Alibaba lehnt Kering-Klage ab

Wie am Montag berichtet, haben die Luxus-Modemarken Gucci und Yves Saint Laurent den chinesischen Internetriesen Alibaba verklagt. Dieser will aber von den Vorwürfen der zum französischen Konzern Kering gehörenden Unternehmen nichts wissen.

Kering wirft Alibaba vor, nicht nur zu wenig gegen den Verkauf illegaler Kopien ihrer Artikel zu unternehmen, sondern auch davon zu profitieren. Alibaba will davon nichts wissen und lehnt die Klage öffentlich ab.

Alibaba lehnt Kering-Klage ab

Jack Ma, Gründer der Alibaba Group Holdings und Vorstandsvorsitzender, sagte es wäre ein "bedauerlicher" Schritt von Kering. "Ich denke, es ist bedauerlich, dass das Unternehmen uns verklagt.

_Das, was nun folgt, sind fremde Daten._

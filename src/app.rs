use std::time::{Duration, Instant};

use crossterm::event::{Event, EventStream, KeyCode, KeyEvent, KeyEventKind, KeyModifiers};
use futures::StreamExt;
use ratatui::prelude::*;
use ratatui::widgets::*;
use tokio::sync::mpsc;

use crate::components::Component;
use crate::components::activity_log::ActivityLog;
use crate::components::header::Header;
use crate::components::help::HelpOverlay;
use crate::components::lead_panel::LeadPanel;
use crate::components::network_banner::NetworkBanner;
use crate::components::status_bar::StatusBar;
use crate::components::toast::ToastView;
use crate::data::LeadService;
use crate::events::AppEvent;
use crate::shell::ShellState;
use crate::theme::THEME;

pub struct App {
    state: ShellState,

    // Components
    header: Header,
    banner: NetworkBanner,
    panel: LeadPanel,
    status_bar: StatusBar,
    help: HelpOverlay,

    // Data
    service: LeadService,
    event_rx: mpsc::UnboundedReceiver<AppEvent>,

    should_quit: bool,
    tick_rate: Duration,
}

impl App {
    pub fn with_service(
        service: LeadService,
        event_rx: mpsc::UnboundedReceiver<AppEvent>,
        tick_rate_ms: u64,
    ) -> Self {
        let network = service.wallet().network().clone();
        let header = Header::new(
            service.wallet().current_chain_id(),
            network.chain_id,
            network.name.clone(),
            network.symbol.clone(),
        );
        Self {
            state: ShellState::new(),
            header,
            banner: NetworkBanner::new(network.display_name),
            panel: LeadPanel::new(),
            status_bar: StatusBar::new(),
            help: HelpOverlay::new(),
            service,
            event_rx,
            should_quit: false,
            tick_rate: Duration::from_millis(tick_rate_ms),
        }
    }

    pub async fn run(&mut self, mut terminal: ratatui::DefaultTerminal) -> color_eyre::Result<()> {
        let mut interval = tokio::time::interval(self.tick_rate);
        let mut events = EventStream::new();

        while !self.should_quit {
            tokio::select! {
                _ = interval.tick() => {
                    self.handle_app_event(AppEvent::Tick(Instant::now()));
                    terminal.draw(|frame| self.render(frame))?;
                }
                Some(Ok(event)) = events.next() => {
                    self.handle_terminal_event(event);
                }
                Some(app_event) = self.event_rx.recv() => {
                    self.handle_app_event(app_event);
                }
            }
        }

        tracing::info!("shutting down");
        self.service.shutdown().await;
        Ok(())
    }

    fn render(&mut self, frame: &mut Frame) {
        let area = frame.area();

        frame.render_widget(
            Block::default().style(Style::default().bg(THEME.surface)),
            area,
        );

        // header | banner | panel | activity | status bar
        let chunks = Layout::default()
            .direction(Direction::Vertical)
            .constraints([
                Constraint::Length(1),
                Constraint::Length(self.banner.height(&self.state)),
                Constraint::Length(13),
                Constraint::Min(0),
                Constraint::Length(1),
            ])
            .split(area);

        self.header.render(frame, chunks[0], &self.state);
        self.banner.render(frame, chunks[1], &self.state);
        self.panel.render(frame, chunks[2], &self.state);
        ActivityLog::render(frame, chunks[3], &self.state);
        self.status_bar.editing = self.panel.editing;
        self.status_bar.render(frame, chunks[4], &self.state);

        // Overlays
        let above_status = Rect {
            height: area.height.saturating_sub(1),
            ..area
        };
        ToastView::render(frame, above_status, &self.state);
        self.help.render(frame, area);
    }

    fn handle_terminal_event(&mut self, event: Event) {
        if let Event::Key(key) = event {
            if key.kind != KeyEventKind::Press {
                return;
            }
            self.handle_key(key);
        }
    }

    fn handle_key(&mut self, key: KeyEvent) {
        if key.code == KeyCode::Char('c') && key.modifiers.contains(KeyModifiers::CONTROL) {
            self.should_quit = true;
            return;
        }

        // Help overlay consumes all keys when visible
        if self.help.handle_key(key) {
            return;
        }

        if !self.panel.editing {
            match key.code {
                KeyCode::Char('q') => {
                    self.should_quit = true;
                    return;
                }
                KeyCode::Char('?') => {
                    self.help.toggle();
                    return;
                }
                _ => {}
            }
        }

        if let Some(event) = self.panel.handle_key(key, &self.state) {
            self.handle_app_event(event);
        }
    }

    fn handle_app_event(&mut self, event: AppEvent) {
        if let Some(command) = self.state.apply(event) {
            self.service.dispatch(command);
        }
    }
}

Es wäre besser gewesen, wenn sie durch Kooperation mit uns nach einer Lösung gesucht hätten", sagte er am Dienstag gegenüber Journalisten in Seoul. Laut der chinesischen Handelsplattform gibt es "keine Grundlage" für die Klage, die vor Gericht ausgefochten wird.

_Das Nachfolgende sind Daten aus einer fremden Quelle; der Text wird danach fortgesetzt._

use crossterm::event::{KeyCode, KeyEvent, KeyModifiers};
use ratatui::prelude::*;
use ratatui::widgets::*;

use crate::components::Component;
use crate::events::AppEvent;
use crate::shell::{Phase, ShellState};
use crate::theme::THEME;

/// The single page: account, balance, connect button, lead value and the
/// new-lead input.
pub struct LeadPanel {
    pub editing: bool,
    input: String,
    cursor_position: usize,
}

impl LeadPanel {
    pub fn new() -> Self {
        Self {
            editing: false,
            input: String::new(),
            cursor_position: 0,
        }
    }

    pub fn start_editing(&mut self, state: &ShellState) {
        self.editing = true;
        self.input = state.pending_input.clone();
        self.cursor_position = self.input.chars().count();
    }

    fn byte_index(&self) -> usize {
        self.input
            .char_indices()
            .nth(self.cursor_position)
            .map(|(i, _)| i)
            .unwrap_or(self.input.len())
    }

    fn changed(&self) -> Option<AppEvent> {
        Some(AppEvent::InputChanged(self.input.clone()))
    }

    fn handle_edit_key(&mut self, key: KeyEvent) -> Option<AppEvent> {
        match key.code {
            KeyCode::Enter => {
                self.editing = false;
                Some(AppEvent::SetLeadRequested)
            }
            KeyCode::Esc | KeyCode::Tab => {
                self.editing = false;
                None
            }
            KeyCode::Backspace => {
                if self.cursor_position > 0 {
                    self.cursor_position -= 1;
                    let idx = self.byte_index();
                    self.input.remove(idx);
                    return self.changed();
                }
                None
            }
            KeyCode::Delete => {
                if self.cursor_position < self.input.chars().count() {
                    let idx = self.byte_index();
                    self.input.remove(idx);
                    return self.changed();
                }
                None
            }
            KeyCode::Left => {
                self.cursor_position = self.cursor_position.saturating_sub(1);
                None
            }
            KeyCode::Right => {
                if self.cursor_position < self.input.chars().count() {
                    self.cursor_position += 1;
                }
                None
            }
            KeyCode::Home => {
                self.cursor_position = 0;
                None
            }
            KeyCode::End => {
                self.cursor_position = self.input.chars().count();
                None
            }
            KeyCode::Char(c) => {
                if key.modifiers.contains(KeyModifiers::CONTROL) && c == 'u' {
                    self.input.clear();
                    self.cursor_position = 0;
                } else {
                    let idx = self.byte_index();
                    self.input.insert(idx, c);
                    self.cursor_position += 1;
                }
                self.changed()
            }
            _ => None,
        }
    }

    fn button<'a>(key: &'a str, label: &'a str, enabled: bool) -> Vec<Span<'a>> {
        let style = if enabled {
            THEME.selected_style()
        } else {
            THEME.muted_style()
        };
        vec![
            Span::styled(format!(" [{key}] "), THEME.accent_style()),
            Span::styled(format!(" {label} "), style),
        ]
    }
}

impl Component for LeadPanel {
    fn handle_key(&mut self, key: KeyEvent, state: &ShellState) -> Option<AppEvent> {
        if self.editing {
            return self.handle_edit_key(key);
        }

        match key.code {
            KeyCode::Char('c') if state.can_connect() => Some(AppEvent::ConnectRequested),
            KeyCode::Char('g') => Some(AppEvent::GetLeadRequested),
            KeyCode::Char('s') => Some(AppEvent::SetLeadRequested),
            KeyCode::Char('i') | KeyCode::Tab => {
                self.start_editing(state);
                None
            }
            _ => None,
        }
    }

    fn render(&mut self, frame: &mut Frame, area: Rect, state: &ShellState) {
        let outer_block = Block::default()
            .title(" Lead app ")
            .borders(Borders::ALL)
            .border_style(THEME.border_focused_style());
        let inner = outer_block.inner(area);
        frame.render_widget(outer_block, area);

        let chunks = Layout::default()
            .direction(Direction::Vertical)
            .constraints([
                Constraint::Length(2), // account
                Constraint::Length(2), // balance
                Constraint::Length(2), // connect
                Constraint::Length(2), // get lead
                Constraint::Length(3), // input + set lead
                Constraint::Min(0),
            ])
            .split(inner);

        let account = match &state.phase {
            Phase::Connected(addr) => Span::styled(format!("{addr}"), THEME.address_style()),
            Phase::Connecting => Span::styled("waiting for wallet...", THEME.muted_style()),
            Phase::Disconnected => Span::styled("-", THEME.muted_style()),
        };
        frame.render_widget(
            Paragraph::new(Line::from(vec![
                Span::styled("  Account:  ", THEME.muted_style()),
                account,
            ])),
            chunks[0],
        );

        let balance = if state.balance.is_empty() {
            Span::styled("-", THEME.muted_style())
        } else {
            Span::styled(state.balance.clone(), THEME.eth_style())
        };
        frame.render_widget(
            Paragraph::new(Line::from(vec![
                Span::styled("  Balance:  ", THEME.muted_style()),
                balance,
            ])),
            chunks[1],
        );

        let connect_label = if state.can_connect() {
            "Connect Wallet"
        } else {
            "Connected"
        };
        let mut connect = vec![Span::raw(" ")];
        connect.extend(Self::button("c", connect_label, state.can_connect()));
        frame.render_widget(Paragraph::new(Line::from(connect)), chunks[2]);

        let mut get_lead = vec![Span::raw(" ")];
        get_lead.extend(Self::button("g", "GetLead", true));
        get_lead.push(Span::raw("   "));
        get_lead.push(Span::styled(
            state.lead.clone(),
            Style::default()
                .fg(THEME.success)
                .add_modifier(Modifier::BOLD),
        ));
        frame.render_widget(Paragraph::new(Line::from(get_lead)), chunks[3]);

        let input_row = Layout::default()
            .direction(Direction::Horizontal)
            .constraints([Constraint::Min(20), Constraint::Length(18)])
            .split(chunks[4]);

        let input_block = Block::default()
            .borders(Borders::ALL)
            .border_style(if self.editing {
                THEME.border_focused_style()
            } else {
                THEME.border_style()
            })
            .title(" New lead [i] ");
        let input_inner = input_block.inner(input_row[0]);
        frame.render_widget(input_block, input_row[0]);

        let text = if self.editing {
            Span::styled(self.input.as_str(), Style::default().fg(THEME.text))
        } else if state.pending_input.is_empty() {
            Span::styled("Press i to type...", THEME.muted_style())
        } else {
            Span::styled(state.pending_input.as_str(), Style::default().fg(THEME.text))
        };
        frame.render_widget(Paragraph::new(text), input_inner);

        if self.editing {
            let cursor_x = input_inner.x + self.cursor_position as u16;
            if cursor_x < input_inner.right() {
                frame.set_cursor_position((cursor_x, input_inner.y));
            }
        }

        let mut set_lead = vec![Span::raw(" ")];
        set_lead.extend(Self::button("s", "Set Lead", true));
        frame.render_widget(
            Paragraph::new(Line::from(set_lead)).block(Block::default().padding(Padding::top(1))),
            input_row[1],
        );
    }
}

Es ist das zweite Mal in weniger als einem Jahr, dass Kering Alibaba verklagt. Im ersten Fall im letzten Jahr Sommer Kering die Klage im Rahmen einer Vereinbarung, gemeinsam gegen Fälscher vorzugehen, nach wenigen Wochen zurückgezogen. Diese Vereinbarung scheint sich jedoch aufgelöst zu haben - Kering hebt besonders einen Fall hervor, indem eine gefälschte Gucci-Handtaschen bei Alibaba von einem Händler für zwei US-Dollar angeboten wird.

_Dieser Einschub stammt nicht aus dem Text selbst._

use alloy::primitives::{Address, U256};

/// Truncate an address to "0xabcd...ef12" format
pub fn truncate_address(addr: &Address) -> String {
    let s = format!("{addr}");
    if s.len() > 14 {
        format!("{}...{}", &s[..8], &s[s.len() - 4..])
    } else {
        s
    }
}

/// Format a wei amount as ether, e.g. 10^18 -> "1.0"
pub fn format_ether(wei: U256) -> String {
    format_units(wei, 18)
}

/// Format a U256 value as decimal with given decimals.
///
/// Keeps every significant fractional digit and always shows at least one,
/// so 1.5 * 10^18 renders as "1.5" and 10^18 as "1.0".
pub fn format_units(value: U256, decimals: u8) -> String {
    if value.is_zero() {
        return "0.0".to_string();
    }

    let divisor = U256::from(10u64).pow(U256::from(decimals));
    let whole = value / divisor;
    let remainder = value % divisor;

    if remainder.is_zero() {
        return format!("{whole}.0");
    }

    let remainder_str = format!("{remainder}");
    let padded = format!("{:0>width$}", remainder_str, width = decimals as usize);
    let trimmed = padded.trim_end_matches('0');
    format!("{whole}.{trimmed}")
}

Alibaba bleibt dabei, dass das Unternehmen zusammen mit den angebotenen Marken gegen Fälscher vorgehe; im vergangenen Jahr zum Beispiel mit Adidas und Nike, um gefälschte Produkte wie Uhren, Handtaschen und Turnschuhe von seiner größten Handelsplattform Taobao zu entfernen. Zudem seien mehr als 40.000 Händler bestraft worden. "Wir arbeiten weiterhin mit zahlreichen Marken zusammen, um ihr geistiges Eigentum zu schützen, und wir haben gute Erfolge vorzuweisen", sagte eine Sprecherin von Alibaba in einer Erklärung.